Analytic Conditions for Differentiable Collision Detection in Trajectory Optimization
Akshay Jaitly, Devesh K. Jha, Kei Ota, Yuki Shirai
TL;DR
The paper addresses the computational burden of enforcing non-penetration in trajectory optimization by introducing differentiable Minimum-Offset-To-Touch (MOTT) conditions that embed a signed-distance-like metric directly into a single-level optimization. It derives smooth, analytic constraints for touching between convex, smooth bodies and extends to non-smooth polytopes through smooth semi-algebraic approximations based on superquadratics. The approach reduces reliance on non-differentiable complementarity and demonstrates improved efficiency in various planning scenarios, especially as problem size grows, while providing controllable approximation accuracy via the parameter $\rho$. The work enables robust collision-free planning in cluttered and contact-rich environments and offers a path toward handling higher-dimensional polytopes and more complex contact dynamics in future work.
Abstract
Optimization-based methods are widely used for computing fast, diverse solutions for complex tasks such as collision-free movement or planning in the presence of contacts.
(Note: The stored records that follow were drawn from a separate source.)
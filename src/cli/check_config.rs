use stakegov::config::GovernorConfig;
use stakegov::governance::ParamKind;
use stakegov::logging::{self, LoggingError};
use stakegov::types::TOKEN_DECIMALS;
use std::path::Path;

/// Load and validate a configuration file, then print the effective settings.
pub fn execute(path: &Path) -> Result<(), Box<dyn std::error::Error>> {
    let config = GovernorConfig::load(path)?;
    match logging::init(&config.logging) {
        Ok(()) | Err(LoggingError::Install(_)) => {}
        Err(e) => return Err(e.into()),
    }
    let setup = config.to_setup()?;
    tracing::info!(path = %path.display(), engine = %setup.engine_address, "configuration validated");

    println!("Configuration OK: {}", path.display());
    println!();
    println!("Engine: {}", setup.engine_address);
    println!("Parameters:");
    for kind in ParamKind::ALL {
        println!("  {:<28} {}", kind.to_string(), describe(kind, setup.params.get(kind)));
    }
    println!("Administrators:");
    for admin in &setup.administrators {
        println!("  {}", admin);
    }
    println!("Guardians:");
    for guardian in &setup.guardians {
        println!("  {}", guardian);
    }
    println!(
        "Whitelist: {} selector(s), {} target(s)",
        setup.allowed_selectors.len(),
        setup.allowed_targets.len()
    );
    Ok(())
}

fn describe(kind: ParamKind, value: u128) -> String {
    match kind {
        ParamKind::VotingDuration
        | ParamKind::MinVotingDuration
        | ParamKind::MaxVotingDuration => {
            humantime::format_duration(std::time::Duration::from_secs(value as u64)).to_string()
        }
        ParamKind::Quorum | ParamKind::ProposalThreshold | ParamKind::StakeAmount => {
            format!("{} tokens", value / 10u128.pow(TOKEN_DECIMALS))
        }
        ParamKind::DefeatedRefundPercentage
        | ParamKind::CanceledRefundPercentage
        | ParamKind::ExpiredRefundPercentage => format!("{}%", value),
    }
}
However, most of these methods require enforcing non-penetration constraints between objects, resulting in a non-trivial and computationally expensive problem. This makes the use of optimization-based methods for planning and control challenging. In this paper, we present a method to efficiently enforce non-penetration of sets while performing optimization over their configuration, which is directly applicable to problems like collision-aware trajectory optimization. We introduce novel differentiable conditions with analytic expressions to achieve this. To enforce non-collision between non-smooth bodies using these conditions, we introduce a method to approximate polytopes as smooth semi-algebraic sets. We present several numerical experiments to demonstrate the performance of the proposed method and compare the performance with other baseline methods recently proposed in the literature.